I prefer to keep as secretive about Arrival as possible, as I feel its key to go into the film fresh without any pre-conceived expectations, but as for how well the actual content works out, Arrival is very much a film about literal and figurative barriers dividing us. Villeneuve's film almost feels prophetic in a sense, as you no doubt are aware of just how crazily the world has started to swing out of balance, and captures the current mood of the planet with unflinching detail. The entire planet has grown uneasy over the arrival of the aliens, driven to a growing state of fear, uncertainty, and gradually rising violence. With a total of a dozen ships scattered across the planet, it becomes very clear that each country dealing with a ship is very reluctant to share information with the others, with some countries wanting to continue peacefully analyzing the situation, while others are on the verge of full scale assault. With the film centered so heavily around language, there's also great focus on the topic of misinterpretation, as the topic of how to even decrypt the complex language of the aliens is a conundrum all on its own, but when their intentions become a bit hard to read, and those already jumpy and fearful people jump to conclusions, it isn't long before panic becomes more widespread, with the stakes of one wrong move potentially spelling disaster.
This is even further heightened by Villeneuve's examination of media manipulation, intentionally spinning stories into the most hyperbolic and eye-catching headlines as possible, instilling panic and paranoia out of something much more peaceful.
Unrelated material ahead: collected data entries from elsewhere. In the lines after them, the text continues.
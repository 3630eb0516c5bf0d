//! Atelier Application
//!
//! Practice session shell: owns the shared stores and a drawing board, and
//! turns toolbar actions and keyboard shortcuts into board commands.

pub mod actions;
pub mod session;
pub mod shortcuts;

pub use actions::UiAction;
pub use session::{AppConfig, AppError, AppResult, PracticeSession};
pub use shortcuts::{Shortcut, ShortcutRegistry};

/// Initialise logging from `RUST_LOG`, defaulting to `info`.
///
/// Safe to call more than once.
#[cfg(feature = "native")]
pub fn init_logging() {
    let env = env_logger::Env::default().default_filter_or("info");
    if env_logger::Builder::from_env(env).try_init().is_ok() {
        log::info!("Starting Atelier");
    }
}
//! Observable single-value store.

use std::cell::RefCell;
use std::fmt;
use std::rc::Rc;

/// Identifies a subscriber so it can be removed again.
#[derive(Debug, Clone, Copy, PartialEq, Eq, Hash)]
pub struct SubscriptionId(u64);

type Subscriber<S> = Rc<dyn Fn(&S)>;

struct StoreInner<S> {
    state: S,
    subscribers: Vec<(SubscriptionId, Subscriber<S>)>,
    next_id: u64,
}

/// A shareable handle to one piece of state plus the callbacks watching it.
///
/// Clones share the same state. Everything runs on the UI thread, so the
/// handle is deliberately `!Send`.
pub struct Store<S> {
    inner: Rc<RefCell<StoreInner<S>>>,
}

impl<S> Clone for Store<S> {
    fn clone(&self) -> Self {
        Self {
            inner: Rc::clone(&self.inner),
        }
    }
}

impl<S: fmt::Debug> fmt::Debug for Store<S> {
    fn fmt(&self, f: &mut fmt::Formatter<'_>) -> fmt::Result {
        let inner = self.inner.borrow();
        f.debug_struct("Store")
            .field("state", &inner.state)
            .field("subscribers", &inner.subscribers.len())
            .finish()
    }
}

impl<S: Clone + PartialEq + 'static> Store<S> {
    pub fn new(state: S) -> Self {
        Self {
            inner: Rc::new(RefCell::new(StoreInner {
                state,
                subscribers: Vec::new(),
                next_id: 0,
            })),
        }
    }

    /// Snapshot of the current state.
    pub fn get(&self) -> S {
        self.inner.borrow().state.clone()
    }

    /// Mutate the state. Subscribers run only if the state actually changed.
    pub fn update(&self, f: impl FnOnce(&mut S)) {
        // Subscribers are called after the borrow is released so they can read the store.
        let notify = {
            let mut inner = self.inner.borrow_mut();
            let before = inner.state.clone();
            f(&mut inner.state);

            if inner.state == before {
                None
            } else {
                let subscribers: Vec<Subscriber<S>> = inner
                    .subscribers
                    .iter()
                    .map(|(_, subscriber)| Rc::clone(subscriber))
                    .collect();
                Some((inner.state.clone(), subscribers))
            }
        };

        if let Some((state, subscribers)) = notify {
            for subscriber in subscribers {
                subscriber(&state);
            }
        }
    }

    /// Replace the whole state.
    pub fn set(&self, state: S) {
        self.update(|current| *current = state);
    }

    /// Register a callback invoked with the new state after every change.
    pub fn subscribe(&self, subscriber: impl Fn(&S) + 'static) -> SubscriptionId {
        let mut inner = self.inner.borrow_mut();
        let id = SubscriptionId(inner.next_id);
        inner.next_id += 1;
        let subscriber: Subscriber<S> = Rc::new(subscriber);
        inner.subscribers.push((id, subscriber));
        id
    }

    /// Remove a subscriber. Returns false if it was not registered.
    pub fn unsubscribe(&self, id: SubscriptionId) -> bool {
        let mut inner = self.inner.borrow_mut();
        let before = inner.subscribers.len();
        inner.subscribers.retain(|(sub_id, _)| *sub_id != id);
        inner.subscribers.len() != before
    }

    pub fn subscriber_count(&self) -> usize {
        self.inner.borrow().subscribers.len()
    }
}

impl<S: Clone + PartialEq + Default + 'static> Default for Store<S> {
    fn default() -> Self {
        Self::new(S::default())
    }
}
The film even throws jabs at this when Amy Adams' Louise is having a phone conversation with her mother, and Louise tells her to ignore the wild headlines showcased on a certain news channel, that they have no idea what they're talking about. Take a wild guess who this unnamed channel is? But above all, all of this showcases how mankind have progressively began to view the future as something to be feared and dreaded, both on a global scale, and personal scale, as national divides and growing skepticism continue to grow more prominent, and even making a powerful confrontation of our own personal grief, as we often prefer and choose to ignore the tragedy of a situation, or close ourselves off to avoid heartbreak.
Villeneuve's film is many things: Critical, unflinching in showcasing the human condition, and heavily thematic, but beyond all of this, what makes the film all the more refreshing is its lack of cynicism. Yes, Villeneuve may not have kind words in regards to the barriers we've set up, but at his roots, he still manages to create a very hopeful and emotional experience that treats all of its central subjects with sensitivity. We're still a young species, a diverse, crazy, but powerful melting-pot collection of people with just as many similarities as there are differences between us. It isn't easy for us to unite, something Villeneuve still manages to acknowledge, but the importance of setting aside petty differences to reach a satisfying conclusion is still executed beautifully. It's also nice to see a film manage to wring an incredible feeling of suspense and stakes without so much as a single action scene, valuing the power of intelligent communication over violent force.
Villeneuve has also always been a great actor's director, and here he proves no less capable, particularly in regards to Amy Adams. In one of her finest performances to date, Adams is very much the emotional anchor of the film, with the film and the character of Lou often requiring her to do a great deal of heavy lifting, all of which she is more than capable of handling. It's an objective, as well as optimistic and layered performance with a great deal of depth beneath the surface, as the warm Adams continually wraps the viewer into the emotional atmosphere of the film, and creates a fully defined and empathetic character with her own baggage, trying her hardest to explain and rationalize a situation she herself doesn't completely understand, and learning to come to grips with whatever her own future may entail. The supporting cast may not be quite as complex or realized, but each of them - particularly Jeremy Renner as a snarky and reserved theoretical physicist that makes a great companion for Adams - still leave high marks.
I could go on about everything else that makes Arrival such a fantastic film, but for all intents and purposes, I'll stop here, and simply tell you to go out and see it right now. You will not regret it.